*Problem:*
Tell how many lines of the data below have the string "assets" in them. Say nothing more.

(Collected data entries)
//! Presentation of the off-screen target

use std::any::Any;

use super::render_pass::RenderPass;
use crate::render::assets::Assets;
use crate::render::context::{Capability, Context, FramebufferId};
use crate::render::primitives::Camera;
use crate::render::resources::shader::{ModelShader, ShaderPass, UniformValue};
use crate::render::resources::texture::Texture;
use crate::render::uniform_setter::UniformSetter;
use crate::render::{RenderError, RenderResult};
use crate::scene::Instance;

/// Name of the full-screen mesh
pub const SCREEN_MESH: &str = "quad";

/// Draws the framebuffer pass's color texture over the default framebuffer
///
/// The texture is a handle to the same device object the framebuffer pass
/// renders into; resizing keeps its name, so the handle stays valid.
#[derive(Debug)]
pub struct ScreenPass {
    texture: Texture,
}

impl ScreenPass {
    /// Present `texture`
    pub fn new(texture: Texture) -> Self {
        Self { texture }
    }

    /// Texture being presented
    pub fn texture(&self) -> &Texture {
        &self.texture
    }
}

impl RenderPass for ScreenPass {
    fn name(&self) -> &'static str {
        "screen"
    }

    fn dependencies(&self) -> &'static [&'static str] {
        &["framebuffer"]
    }

    fn draw(
        &mut self,
        _instances: &[&Instance],
        ctx: &mut Context,
        assets: &mut Assets,
        _camera: &Camera,
        setter: &UniformSetter,
    ) -> RenderResult<()> {
        let shader = assets.shaders.get_mut(ShaderPass::Screen, ModelShader::Model, 0)?;
        let quad = assets
            .meshes
            .get(SCREEN_MESH)
            .ok_or_else(|| RenderError::MissingMesh(SCREEN_MESH.to_string()))?;

        ctx.bind_framebuffer(FramebufferId::NONE);
        let size = ctx.size();
        ctx.set_viewport(size);
        ctx.disable(Capability::DepthTest);
        ctx.disable(Capability::Blending);
        ctx.disable(Capability::CullFace);

        self.texture.bind(ctx, 0);
        setter.apply(shader);
        shader.set_uniform("screen_texture", UniformValue::Int(0));
        shader.use_program(ctx);

        quad.draw(ctx);
        Ok(())
    }

    fn as_any(&self) -> &dyn Any {
        self
    }

    fn as_any_mut(&mut self) -> &mut dyn Any {
        self
    }
}
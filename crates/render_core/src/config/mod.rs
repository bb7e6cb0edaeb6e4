//! Configuration file support
//!
//! Settings types implement [`Config`] to be read from and written to TOML or
//! RON files. The format is chosen from the file extension.

use std::path::Path;

pub use serde::{Deserialize, Serialize};

/// Supported configuration file formats
#[derive(Debug, Clone, Copy, PartialEq, Eq)]
pub enum ConfigFormat {
    /// `.toml`
    Toml,
    /// `.ron`
    Ron,
}

impl ConfigFormat {
    /// Detect the format from a path's extension
    pub fn from_path(path: &Path) -> Result<Self, ConfigError> {
        match path.extension().and_then(|ext| ext.to_str()) {
            Some("toml") => Ok(Self::Toml),
            Some("ron") => Ok(Self::Ron),
            _ => Err(ConfigError::UnsupportedFormat(path.display().to_string())),
        }
    }
}

/// Configuration trait
pub trait Config: Serialize + for<'de> Deserialize<'de> + Default {
    /// Parse configuration text in the given format
    fn parse(contents: &str, format: ConfigFormat) -> Result<Self, ConfigError> {
        match format {
            ConfigFormat::Toml => toml::from_str(contents).map_err(|e| ConfigError::Parse(e.to_string())),
            ConfigFormat::Ron => ron::from_str(contents).map_err(|e| ConfigError::Parse(e.to_string())),
        }
    }

    /// Serialize configuration to text in the given format
    fn render(&self, format: ConfigFormat) -> Result<String, ConfigError> {
        match format {
            ConfigFormat::Toml => {
                toml::to_string_pretty(self).map_err(|e| ConfigError::Serialize(e.to_string()))
            }
            ConfigFormat::Ron => ron::ser::to_string_pretty(self, ron::ser::PrettyConfig::default())
                .map_err(|e| ConfigError::Serialize(e.to_string())),
        }
    }

    /// Load configuration from file
    fn load_from_file(path: impl AsRef<Path>) -> Result<Self, ConfigError> {
        let path = path.as_ref();
        let format = ConfigFormat::from_path(path)?;
        let contents = std::fs::read_to_string(path)?;
        log::debug!("Loading configuration from {}", path.display());
        Self::parse(&contents, format)
    }

    /// Save configuration to file
    fn save_to_file(&self, path: impl AsRef<Path>) -> Result<(), ConfigError> {
        let path = path.as_ref();
        let contents = self.render(ConfigFormat::from_path(path)?)?;
        std::fs::write(path, contents)?;
        Ok(())
    }
}

/// Configuration errors
#[derive(thiserror::Error, Debug)]
pub enum ConfigError {
    /// IO error
    #[error("IO error: {0}")]
    Io(#[from] std::io::Error),

    /// Parse error
    #[error("Parse error: {0}")]
    Parse(String),

    /// Serialization error
    #[error("Serialization error: {0}")]
    Serialize(String),

    /// Unsupported format
    #[error("Unsupported format: {0}")]
    UnsupportedFormat(String),

    /// A value failed validation
    #[error("Invalid configuration: {0}")]
    Invalid(String),
}

#[cfg(test)]
mod tests {
    use super::*;

    #[test]
    fn test_format_detection() {
        assert_eq!(ConfigFormat::from_path(Path::new("a/b.toml")).unwrap(), ConfigFormat::Toml);
        assert_eq!(ConfigFormat::from_path(Path::new("settings.ron")).unwrap(), ConfigFormat::Ron);
        assert!(matches!(
            ConfigFormat::from_path(Path::new("settings.json")),
            Err(ConfigError::UnsupportedFormat(_))
        ));
    }
}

*Exercise result:*
4